African life has taught me so much already in the 2 months here. One last story is briefly about our trip to Kigali this past weekend. Kigali is the capital city of the country of Rwanda - the largest city with the most resources, restaurants, shops, etc. Many here in Musanze travel to Kigali to buy products not available here including foods like beef, bacon, and good breads. We traveled there with our truck, 2 coolers, and 2 big trunks on top of the car to fill and bring back. What we discovered was more lessons on perspective. This likely should be its own post, as the story is full of car troubles, normalcies of African hotels, and what is defined a “short” or “long” walk to dinner. We also had the BEST coffee experience at Question coffee shop, probably my favorite part of the trip (below).
We started near downtown at what’s called the “Chinese store” (called T-2000) which was like a big 2-story Dollar General full of cheaper items for the home, crafts, appliances, clothes, etc. Our friend from VVA, Jean Baptiste (aka JB), met us there to help us through the day. We walked through downtown, passing small shops of various items that were lower in price. Later that same day we drove to Kigali Heights, a nice shopping center near to the Convention Center. It’s here that JB commented on how expensive everything was - and he was right. They had an ice cream shop there that was great - “the best in Rwanda” an ex-pat told us. JB had never had ice cream. He enjoyed it, but was taken aback and somewhat disgusted by the enormous difference in cost of the things in this place versus most other places in Kigali and Rwanda. The differences in class and wealth are seen everywhere, I suppose. This place that felt more like “home” than the streets of downtown Kigali was a place that felt quite foreign to JB and others who were not used to the niceties that come with wealth.

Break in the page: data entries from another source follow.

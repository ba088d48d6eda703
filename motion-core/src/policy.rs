//! # Policy 模块
//!
//! 运动策略：从环境推导"减少动态效果"偏好与设备断点。
//!
//! ## 设计说明
//!
//! - 环境通过 [`Environment`] trait 注入，而不是读取全局状态
//! - 每次查询都直接读取环境，**不缓存**：用户可能在运行中切换系统设置
//! - 没有浏览上下文时（预渲染、测试），所有查询都返回 `false`

use serde::{Deserialize, Serialize};

/// 环境能力提供者
///
/// 对应浏览器的 media query 状态。实现者负责返回实时值。
pub trait Environment {
    /// 是否存在浏览上下文
    fn has_browsing_context(&self) -> bool;

    /// 是否匹配 `prefers-reduced-motion: reduce`
    fn prefers_reduced_motion(&self) -> bool;

    /// 当前视口宽度（CSS 像素）
    fn viewport_width(&self) -> f32;
}

/// 无浏览上下文的环境
///
/// 所有查询返回安全默认值：完整动效、非移动设备。
#[derive(Debug, Clone, Copy, Default)]
pub struct Headless;

impl Environment for Headless {
    fn has_browsing_context(&self) -> bool {
        false
    }

    fn prefers_reduced_motion(&self) -> bool {
        false
    }

    fn viewport_width(&self) -> f32 {
        0.0
    }
}

/// 设备断点（CSS 像素，闭区间）
#[derive(Debug, Clone, Copy, PartialEq, Serialize, Deserialize)]
pub struct Breakpoints {
    /// 移动设备最大宽度
    #[serde(default = "default_mobile_max")]
    pub mobile_max: f32,

    /// 平板最小宽度
    #[serde(default = "default_tablet_min")]
    pub tablet_min: f32,

    /// 平板最大宽度
    #[serde(default = "default_tablet_max")]
    pub tablet_max: f32,
}

fn default_mobile_max() -> f32 {
    768.0
}

fn default_tablet_min() -> f32 {
    769.0
}

fn default_tablet_max() -> f32 {
    1024.0
}

impl Default for Breakpoints {
    fn default() -> Self {
        Self {
            mobile_max: default_mobile_max(),
            tablet_min: default_tablet_min(),
            tablet_max: default_tablet_max(),
        }
    }
}

impl Breakpoints {
    /// 宽度是否落在移动设备区间
    pub fn is_mobile_width(&self, width: f32) -> bool {
        width <= self.mobile_max
    }

    /// 宽度是否落在平板区间
    pub fn is_tablet_width(&self, width: f32) -> bool {
        width >= self.tablet_min && width <= self.tablet_max
    }
}

/// 某一时刻的运动策略快照
///
/// 需要在一次逻辑操作中保持一致时，调用方应 `query` 一次并持有该值。
#[derive(Debug, Clone, Copy, PartialEq, Eq, Default, Serialize)]
pub struct MotionPolicy {
    pub reduced_motion: bool,
    pub is_mobile: bool,
    pub is_tablet: bool,
}

impl MotionPolicy {
    /// 从环境读取当前策略
    pub fn query(env: &dyn Environment, breakpoints: &Breakpoints) -> Self {
        if !env.has_browsing_context() {
            return Self::default();
        }

        let width = env.viewport_width();
        Self {
            reduced_motion: env.prefers_reduced_motion(),
            is_mobile: breakpoints.is_mobile_width(width),
            is_tablet: breakpoints.is_tablet_width(width),
        }
    }
}

/// 用户是否偏好减少动态效果
pub fn reduced_motion(env: &dyn Environment) -> bool {
    env.has_browsing_context() && env.prefers_reduced_motion()
}

/// 是否为移动设备（默认断点）
pub fn is_mobile(env: &dyn Environment) -> bool {
    env.has_browsing_context() && Breakpoints::default().is_mobile_width(env.viewport_width())
}

/// 是否为平板（默认断点）
pub fn is_tablet(env: &dyn Environment) -> bool {
    env.has_browsing_context() && Breakpoints::default().is_tablet_width(env.viewport_width())
}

This was just another reminder of our blessings that we have been given - blessings of education, being born in and raised in a wealthy and privileged country, and parents with education and means to help us with school, which led us to great universities and jobs and careers. We have so much. There are so many other people who have so little. My job now is to remember this fact and keep the right perspective: to stay thankful for all of the blessings I have, to use what I’ve been given to lift others up, and to give sacrificially in order to bless others.

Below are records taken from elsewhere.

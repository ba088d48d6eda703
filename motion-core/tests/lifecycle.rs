//! 绑定生命周期：销毁幂等、重新绑定互斥、跨调用栈释放

use std::cell::RefCell;
use std::rc::Rc;

use motion_core::sim::{SimElement, SimEnvironment};
use motion_core::{
    AnimationIntent, BindOptions, BindingEvent, BindingHandle, BindingState, Element, FadeInScale,
    FadeInUp, Property, Rect, TriggerScheduler, Viewport, ViewportCondition, fade_in_scale,
    fade_in_up,
};

const DT: f32 = 1.0 / 60.0;

fn setup() -> (Rc<SimEnvironment>, TriggerScheduler) {
    let env = Rc::new(SimEnvironment::browser(1280.0));
    let scheduler = TriggerScheduler::new(env.clone());
    (env, scheduler)
}

#[test]
fn test_rebind_sequence_keeps_mutual_exclusion() {
    let (env, scheduler) = setup();
    let sim = Rc::new(SimElement::new(Rect::new(0.0, 1500.0, 800.0, 400.0)));
    let element: Rc<dyn Element> = sim.clone();
    let viewport = Viewport::new(1280.0, 800.0);

    let mut handle = scheduler.bind(
        Some(&element),
        fade_in_up(env.as_ref(), &FadeInUp::default()),
        ViewportCondition::default(),
        BindOptions::default(),
    );

    // 配置依赖反复变化（例如图片位置左右切换）
    for i in 0..10 {
        let from_x = if i % 2 == 0 { -60.0 } else { 60.0 };
        let intent = AnimationIntent::from_props(
            [(Property::Opacity, 0.0), (Property::X, from_x)].into(),
            0.6,
        );
        scheduler.rebind(&mut handle, intent);
        assert_eq!(scheduler.live_bindings_for(&element), 1);
        assert_eq!(scheduler.live_count(), 1);
        scheduler.tick(DT, &viewport);
    }

    assert_eq!(scheduler.state(&handle), Some(BindingState::Armed));
    assert_eq!(sim.value(Property::X), 60.0);
    // 首个意图修改过的属性已恢复
    assert_eq!(sim.value(Property::Y), 0.0);
}

#[test]
fn test_destroy_twice_matches_destroy_once() {
    let (env, scheduler) = setup();
    let viewport = Viewport::new(1280.0, 800.0);

    let run = |destroys: usize| {
        let sim = Rc::new(SimElement::new(Rect::new(0.0, 100.0, 800.0, 400.0)));
        let element: Rc<dyn Element> = sim.clone();
        let handle = scheduler.bind(
            Some(&element),
            fade_in_scale(env.as_ref(), &FadeInScale::default()),
            ViewportCondition::default(),
            BindOptions::default(),
        );
        for _ in 0..20 {
            scheduler.tick(DT, &viewport);
        }
        for _ in 0..destroys {
            scheduler.destroy(&handle);
        }
        let events = scheduler.tick(DT, &viewport);
        (sim.properties(), events.len(), scheduler.state(&handle))
    };

    let once = run(1);
    let twice = run(2);
    assert_eq!(once.0, twice.0);
    assert_eq!(once.1, twice.1);
    assert_eq!(once.2, Some(BindingState::Destroyed));
    assert_eq!(twice.2, Some(BindingState::Destroyed));
}

/// 在动画回调中释放自身绑定的元素
struct SelfReleasing {
    inner: SimElement,
    handle: RefCell<Option<BindingHandle>>,
}

impl Element for SelfReleasing {
    fn get_property(&self, property: Property) -> Option<f32> {
        self.inner.get_property(property)
    }

    fn set_property(&self, property: Property, value: f32) -> bool {
        self.inner.set_property(property, value)
    }

    fn bounds(&self) -> Option<Rect> {
        self.inner.bounds()
    }

    fn set_will_change(&self, active: bool) {
        if active {
            // 在调度器 tick 的调用栈中 drop 句柄
            self.handle.borrow_mut().take();
        }
    }
}

#[test]
fn test_release_from_inside_tick_stops_binding() {
    let (env, scheduler) = setup();
    let viewport = Viewport::new(1280.0, 800.0);

    let element = Rc::new(SelfReleasing {
        inner: SimElement::new(Rect::new(0.0, 100.0, 800.0, 400.0)),
        handle: RefCell::new(None),
    });
    let as_element: Rc<dyn Element> = element.clone();
    let handle = scheduler.bind(
        Some(&as_element),
        fade_in_up(env.as_ref(), &FadeInUp::default()),
        ViewportCondition::default(),
        BindOptions::default(),
    );
    let id = handle.id().unwrap();
    *element.handle.borrow_mut() = Some(handle);

    // 触发时元素在 tick 的调用栈中释放句柄：本帧内即被销毁，补间不再推进
    let events = scheduler.tick(DT, &viewport);
    let fired = events.iter().position(|e| *e == BindingEvent::Fired(id));
    let destroyed = events.iter().position(|e| *e == BindingEvent::Destroyed(id));
    assert!(fired.is_some());
    assert!(destroyed > fired);
    assert_eq!(events.last(), Some(&BindingEvent::Destroyed(id)));
    assert_eq!(scheduler.live_count(), 0);
    assert_eq!(element.inner.value(Property::Opacity), 0.0);

    for _ in 0..30 {
        let events = scheduler.tick(DT, &viewport);
        assert!(events.is_empty());
    }
    assert_eq!(element.inner.value(Property::Opacity), 0.0);
}

/// 开始播放时销毁另一个元素的绑定
struct ReleasesOther {
    inner: SimElement,
    other: RefCell<Option<Rc<BindingHandle>>>,
}

impl Element for ReleasesOther {
    fn get_property(&self, property: Property) -> Option<f32> {
        self.inner.get_property(property)
    }

    fn set_property(&self, property: Property, value: f32) -> bool {
        self.inner.set_property(property, value)
    }

    fn bounds(&self) -> Option<Rect> {
        self.inner.bounds()
    }

    fn set_will_change(&self, active: bool) {
        if active && let Some(other) = self.other.borrow().as_ref() {
            other.destroy();
        }
    }
}

#[test]
fn test_binding_released_by_earlier_binding_never_fires() {
    let (env, scheduler) = setup();
    let viewport = Viewport::new(1280.0, 800.0);

    // 两个元素都在 80% 线之上，同一帧满足条件
    let a = Rc::new(ReleasesOther {
        inner: SimElement::new(Rect::new(0.0, 100.0, 800.0, 200.0)),
        other: RefCell::new(None),
    });
    let b = Rc::new(SimElement::new(Rect::new(0.0, 350.0, 800.0, 200.0)));
    let a_el: Rc<dyn Element> = a.clone();
    let b_el: Rc<dyn Element> = b.clone();

    let a_handle = scheduler.bind(
        Some(&a_el),
        fade_in_up(env.as_ref(), &FadeInUp::default()),
        ViewportCondition::default(),
        BindOptions::default(),
    );
    let b_handle = Rc::new(scheduler.bind(
        Some(&b_el),
        fade_in_up(env.as_ref(), &FadeInUp::default()),
        ViewportCondition::default(),
        BindOptions::default(),
    ));
    let a_id = a_handle.id().unwrap();
    let b_id = b_handle.id().unwrap();
    *a.other.borrow_mut() = Some(b_handle.clone());

    let events = scheduler.tick(DT, &viewport);
    assert!(events.contains(&BindingEvent::Fired(a_id)));
    assert!(!events.contains(&BindingEvent::Fired(b_id)));
    assert!(events.contains(&BindingEvent::Destroyed(b_id)));
    assert_eq!(b.value(Property::Opacity), 0.0);
    assert!(!b.will_change());
    assert_eq!(scheduler.live_count(), 1);
    assert_eq!(scheduler.state(&b_handle), Some(BindingState::Destroyed));

    for _ in 0..90 {
        let events = scheduler.tick(DT, &viewport);
        assert!(!events.contains(&BindingEvent::Fired(b_id)));
    }
    assert_eq!(b.value(Property::Opacity), 0.0);
    assert_eq!(a.inner.value(Property::Opacity), 1.0);
    drop(a_handle);
}

#[test]
fn test_toggling_reduced_motion_between_binds() {
    let (env, scheduler) = setup();

    let first = Rc::new(SimElement::new(Rect::new(0.0, 3000.0, 100.0, 100.0)));
    let first_el: Rc<dyn Element> = first.clone();
    let _a = scheduler.bind(
        Some(&first_el),
        fade_in_up(env.as_ref(), &FadeInUp::default()),
        ViewportCondition::default(),
        BindOptions::default(),
    );
    assert_eq!(first.value(Property::Opacity), 0.0);

    // 用户在运行中切换系统设置，新的查询立即生效
    env.set_reduced_motion(true);
    let second = Rc::new(SimElement::new(Rect::new(0.0, 3000.0, 100.0, 100.0)));
    let second_el: Rc<dyn Element> = second.clone();
    let _b = scheduler.bind(
        Some(&second_el),
        fade_in_up(env.as_ref(), &FadeInUp::default()),
        ViewportCondition::default(),
        BindOptions::default(),
    );
    assert_eq!(second.value(Property::Opacity), 1.0);
}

“The heavens declare the glory of God….There is no speech or language where their voice is not heard.” Despite all of the cultural and class differences in our country and in our world, we all see and hear the same glory of God through His creation and His people. We are all His creation - we are all made in His image. May we love one another as He loved us, celebrating our differences while lifting one another up, listening to the perspectives of others, and keeping a heart of service and humility. May we always be grateful.
Oh, your post this week hit me directly between the eyes. It brought back memories of short mission trips that Melanie and I have been on and to stories that my parents told me about living in and surviving the great depression, the flu pandemic, and WWII. Perspective is definitely the key to many of the things that WE classify as "discomforts". For me, I usually get off track whenever I forget that God is about people and souls and not "things". Please pray for our family that we will use the privileges that we have been given to bless others and to bring glory to our God. We continue to pray for you and your family. May you continue to bless all of people that you come in contact with as they bless you. Danny and Melanie.
Humbling & enlightening perspective. Hope you all are well. Praying for each of you & I know that God is doing great things within you and through you.